## Work request
Below is a block of records; repeat each one exactly.
════
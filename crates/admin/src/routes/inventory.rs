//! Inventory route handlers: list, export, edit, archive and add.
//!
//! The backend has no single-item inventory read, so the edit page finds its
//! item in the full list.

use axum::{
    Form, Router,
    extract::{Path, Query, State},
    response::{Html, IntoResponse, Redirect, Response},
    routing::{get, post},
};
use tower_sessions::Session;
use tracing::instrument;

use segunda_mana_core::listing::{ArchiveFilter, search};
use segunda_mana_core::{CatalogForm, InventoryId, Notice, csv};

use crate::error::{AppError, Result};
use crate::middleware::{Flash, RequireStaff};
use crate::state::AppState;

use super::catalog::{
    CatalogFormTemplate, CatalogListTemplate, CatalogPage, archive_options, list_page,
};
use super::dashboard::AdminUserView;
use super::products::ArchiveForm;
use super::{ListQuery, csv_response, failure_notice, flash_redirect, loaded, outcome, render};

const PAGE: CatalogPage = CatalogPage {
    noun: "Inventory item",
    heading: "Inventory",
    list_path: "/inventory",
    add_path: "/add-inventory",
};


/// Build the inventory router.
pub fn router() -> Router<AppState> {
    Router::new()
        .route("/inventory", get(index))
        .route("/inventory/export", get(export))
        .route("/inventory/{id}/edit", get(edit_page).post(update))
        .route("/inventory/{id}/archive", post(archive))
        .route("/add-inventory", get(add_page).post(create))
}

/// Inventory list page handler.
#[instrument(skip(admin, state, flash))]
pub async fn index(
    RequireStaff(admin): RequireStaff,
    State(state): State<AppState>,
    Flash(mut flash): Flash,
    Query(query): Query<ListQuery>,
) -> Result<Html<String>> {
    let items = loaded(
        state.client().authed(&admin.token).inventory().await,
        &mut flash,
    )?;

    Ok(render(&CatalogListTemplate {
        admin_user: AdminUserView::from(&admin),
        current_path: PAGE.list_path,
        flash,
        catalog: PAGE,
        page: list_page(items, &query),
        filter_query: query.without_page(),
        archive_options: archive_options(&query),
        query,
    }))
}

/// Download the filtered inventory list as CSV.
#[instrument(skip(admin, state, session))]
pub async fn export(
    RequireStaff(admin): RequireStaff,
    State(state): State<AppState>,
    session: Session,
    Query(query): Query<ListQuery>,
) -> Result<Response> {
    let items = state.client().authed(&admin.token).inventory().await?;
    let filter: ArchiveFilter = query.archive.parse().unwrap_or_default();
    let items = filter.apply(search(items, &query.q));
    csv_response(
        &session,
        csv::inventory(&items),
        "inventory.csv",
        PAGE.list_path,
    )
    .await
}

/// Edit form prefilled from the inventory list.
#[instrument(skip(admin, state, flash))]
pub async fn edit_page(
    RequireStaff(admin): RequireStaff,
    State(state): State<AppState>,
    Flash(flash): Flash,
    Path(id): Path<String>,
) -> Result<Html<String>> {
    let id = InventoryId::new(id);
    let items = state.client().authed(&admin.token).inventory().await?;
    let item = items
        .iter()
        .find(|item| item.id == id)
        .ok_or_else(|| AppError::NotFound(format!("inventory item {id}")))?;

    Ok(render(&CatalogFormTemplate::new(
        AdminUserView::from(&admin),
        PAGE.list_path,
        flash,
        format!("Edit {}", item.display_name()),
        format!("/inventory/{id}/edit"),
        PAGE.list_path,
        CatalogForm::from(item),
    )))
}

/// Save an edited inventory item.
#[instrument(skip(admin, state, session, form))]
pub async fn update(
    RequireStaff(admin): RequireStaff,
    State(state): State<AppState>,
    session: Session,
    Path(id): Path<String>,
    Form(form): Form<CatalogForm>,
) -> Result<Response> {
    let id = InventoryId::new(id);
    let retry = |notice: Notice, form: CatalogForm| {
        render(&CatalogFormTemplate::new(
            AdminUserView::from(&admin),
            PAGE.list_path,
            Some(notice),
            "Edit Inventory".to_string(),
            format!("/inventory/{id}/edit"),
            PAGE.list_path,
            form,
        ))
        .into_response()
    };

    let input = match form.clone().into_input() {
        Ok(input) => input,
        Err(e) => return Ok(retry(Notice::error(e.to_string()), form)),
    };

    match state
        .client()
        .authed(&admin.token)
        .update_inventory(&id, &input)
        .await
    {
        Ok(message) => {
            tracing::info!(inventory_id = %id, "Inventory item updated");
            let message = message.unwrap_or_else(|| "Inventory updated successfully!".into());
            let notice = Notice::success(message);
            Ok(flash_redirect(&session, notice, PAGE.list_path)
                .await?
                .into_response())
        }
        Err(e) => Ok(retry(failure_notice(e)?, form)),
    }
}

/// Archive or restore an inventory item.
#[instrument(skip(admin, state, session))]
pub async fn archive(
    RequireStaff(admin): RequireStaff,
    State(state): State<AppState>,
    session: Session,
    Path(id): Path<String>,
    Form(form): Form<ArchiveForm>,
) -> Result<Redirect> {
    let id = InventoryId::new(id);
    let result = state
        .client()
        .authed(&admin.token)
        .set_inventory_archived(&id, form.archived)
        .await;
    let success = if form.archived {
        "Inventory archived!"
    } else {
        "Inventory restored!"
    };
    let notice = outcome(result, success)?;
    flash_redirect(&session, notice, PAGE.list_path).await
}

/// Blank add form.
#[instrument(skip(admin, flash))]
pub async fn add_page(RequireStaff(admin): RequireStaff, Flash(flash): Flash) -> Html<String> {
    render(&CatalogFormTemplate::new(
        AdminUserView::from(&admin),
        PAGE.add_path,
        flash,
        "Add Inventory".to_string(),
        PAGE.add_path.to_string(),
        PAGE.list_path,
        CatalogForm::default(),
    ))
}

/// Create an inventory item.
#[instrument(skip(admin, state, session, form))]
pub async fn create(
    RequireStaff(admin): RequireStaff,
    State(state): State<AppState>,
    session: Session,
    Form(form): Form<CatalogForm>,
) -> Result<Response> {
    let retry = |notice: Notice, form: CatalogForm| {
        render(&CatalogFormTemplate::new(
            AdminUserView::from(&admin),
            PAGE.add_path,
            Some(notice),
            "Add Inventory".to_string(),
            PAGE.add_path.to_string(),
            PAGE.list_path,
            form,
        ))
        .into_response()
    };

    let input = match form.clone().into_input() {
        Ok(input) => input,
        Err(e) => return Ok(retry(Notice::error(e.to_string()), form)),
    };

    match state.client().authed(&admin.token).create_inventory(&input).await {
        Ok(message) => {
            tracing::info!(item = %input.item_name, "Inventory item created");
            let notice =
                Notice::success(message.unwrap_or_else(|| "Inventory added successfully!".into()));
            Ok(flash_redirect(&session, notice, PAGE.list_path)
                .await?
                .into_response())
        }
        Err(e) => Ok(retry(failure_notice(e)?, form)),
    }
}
════
## Solution to this task
filename crates/admin/src/routes/inventory.rs
//! Inventory route handlers: list, export, edit, archive and add.
//!
//! The backend has no single-item inventory read, so the edit page finds its
//! item in the full list.

use axum::{
    Form, Router,
    extract::{Path, Query, State},
    response::{Html, IntoResponse, Redirect, Response},
    routing::{get, post},
};
use tower_sessions::Session;
use tracing::instrument;

use segunda_mana_core::listing::{ArchiveFilter, search};
use segunda_mana_core::{CatalogForm, InventoryId, Notice, csv};

use crate::error::{AppError, Result};
use crate::middleware::{Flash, RequireStaff};
use crate::state::AppState;

use super::catalog::{
    CatalogFormTemplate, CatalogListTemplate, CatalogPage, archive_options, list_page,
};
use super::dashboard::AdminUserView;
use super::products::ArchiveForm;
use super::{ListQuery, csv_response, failure_notice, flash_redirect, loaded, outcome, render};

const PAGE: CatalogPage = CatalogPage {
    noun: "Inventory item",
    heading: "Inventory",
    list_path: "/inventory",
    add_path: "/add-inventory",
};


/// Build the inventory router.
pub fn router() -> Router<AppState> {
    Router::new()
        .route("/inventory", get(index))
        .route("/inventory/export", get(export))
        .route("/inventory/{id}/edit", get(edit_page).post(update))
        .route("/inventory/{id}/archive", post(archive))
        .route("/add-inventory", get(add_page).post(create))
}

/// Inventory list page handler.
#[instrument(skip(admin, state, flash))]
pub async fn index(
    RequireStaff(admin): RequireStaff,
    State(state): State<AppState>,
    Flash(mut flash): Flash,
    Query(query): Query<ListQuery>,
) -> Result<Html<String>> {
    let items = loaded(
        state.client().authed(&admin.token).inventory().await,
        &mut flash,
    )?;

    Ok(render(&CatalogListTemplate {
        admin_user: AdminUserView::from(&admin),
        current_path: PAGE.list_path,
        flash,
        catalog: PAGE,
        page: list_page(items, &query),
        filter_query: query.without_page(),
        archive_options: archive_options(&query),
        query,
    }))
}

/// Download the filtered inventory list as CSV.
#[instrument(skip(admin, state, session))]
pub async fn export(
    RequireStaff(admin): RequireStaff,
    State(state): State<AppState>,
    session: Session,
    Query(query): Query<ListQuery>,
) -> Result<Response> {
    let items = state.client().authed(&admin.token).inventory().await?;
    let filter: ArchiveFilter = query.archive.parse().unwrap_or_default();
    let items = filter.apply(search(items, &query.q));
    csv_response(
        &session,
        csv::inventory(&items),
        "inventory.csv",
        PAGE.list_path,
    )
    .await
}

/// Edit form prefilled from the inventory list.
#[instrument(skip(admin, state, flash))]
pub async fn edit_page(
    RequireStaff(admin): RequireStaff,
    State(state): State<AppState>,
    Flash(flash): Flash,
    Path(id): Path<String>,
) -> Result<Html<String>> {
    let id = InventoryId::new(id);
    let items = state.client().authed(&admin.token).inventory().await?;
    let item = items
        .iter()
        .find(|item| item.id == id)
        .ok_or_else(|| AppError::NotFound(format!("inventory item {id}")))?;

    Ok(render(&CatalogFormTemplate::new(
        AdminUserView::from(&admin),
        PAGE.list_path,
        flash,
        format!("Edit {}", item.display_name()),
        format!("/inventory/{id}/edit"),
        PAGE.list_path,
        CatalogForm::from(item),
    )))
}

/// Save an edited inventory item.
#[instrument(skip(admin, state, session, form))]
pub async fn update(
    RequireStaff(admin): RequireStaff,
    State(state): State<AppState>,
    session: Session,
    Path(id): Path<String>,
    Form(form): Form<CatalogForm>,
) -> Result<Response> {
    let id = InventoryId::new(id);
    let retry = |notice: Notice, form: CatalogForm| {
        render(&CatalogFormTemplate::new(
            AdminUserView::from(&admin),
            PAGE.list_path,
            Some(notice),
            "Edit Inventory".to_string(),
            format!("/inventory/{id}/edit"),
            PAGE.list_path,
            form,
        ))
        .into_response()
    };

    let input = match form.clone().into_input() {
        Ok(input) => input,
        Err(e) => return Ok(retry(Notice::error(e.to_string()), form)),
    };

    match state
        .client()
        .authed(&admin.token)
        .update_inventory(&id, &input)
        .await
    {
        Ok(message) => {
            tracing::info!(inventory_id = %id, "Inventory item updated");
            let message = message.unwrap_or_else(|| "Inventory updated successfully!".into());
            let notice = Notice::success(message);
            Ok(flash_redirect(&session, notice, PAGE.list_path)
                .await?
                .into_response())
        }
        Err(e) => Ok(retry(failure_notice(e)?, form)),
    }
}

/// Archive or restore an inventory item.
#[instrument(skip(admin, state, session))]
pub async fn archive(
    RequireStaff(admin): RequireStaff,
    State(state): State<AppState>,
    session: Session,
    Path(id): Path<String>,
    Form(form): Form<ArchiveForm>,
) -> Result<Redirect> {
    let id = InventoryId::new(id);
    let result = state
        .client()
        .authed(&admin.token)
        .set_inventory_archived(&id, form.archived)
        .await;
    let success = if form.archived {
        "Inventory archived!"
    } else {
        "Inventory restored!"
    };
    let notice = outcome(result, success)?;
    flash_redirect(&session, notice, PAGE.list_path).await
}

/// Blank add form.
#[instrument(skip(admin, flash))]
pub async fn add_page(RequireStaff(admin): RequireStaff, Flash(flash): Flash) -> Html<String> {
    render(&CatalogFormTemplate::new(
        AdminUserView::from(&admin),
        PAGE.add_path,
        flash,
        "Add Inventory".to_string(),
        PAGE.add_path.to_string(),
        PAGE.list_path,
        CatalogForm::default(),
    ))
}

/// Create an inventory item.
#[instrument(skip(admin, state, session, form))]
pub async fn create(
    RequireStaff(admin): RequireStaff,
    State(state): State<AppState>,
    session: Session,
    Form(form): Form<CatalogForm>,
) -> Result<Response> {
    let retry = |notice: Notice, form: CatalogForm| {
        render(&CatalogFormTemplate::new(
            AdminUserView::from(&admin),
            PAGE.add_path,
            Some(notice),
            "Add Inventory".to_string(),
            PAGE.add_path.to_string(),
            PAGE.list_path,
            form,
        ))
        .into_response()
    };

    let input = match form.clone().into_input() {
        Ok(input) => input,
        Err(e) => return Ok(retry(Notice::error(e.to_string()), form)),
    };

    match state.client().authed(&admin.token).create_inventory(&input).await {
        Ok(message) => {
            tracing::info!(item = %input.item_name, "Inventory item created");
            let notice =
                Notice::success(message.unwrap_or_else(|| "Inventory added successfully!".into()));
            Ok(flash_redirect(&session, notice, PAGE.list_path)
                .await?
                .into_response())
        }
        Err(e) => Ok(retry(failure_notice(e)?, form)),
    }
}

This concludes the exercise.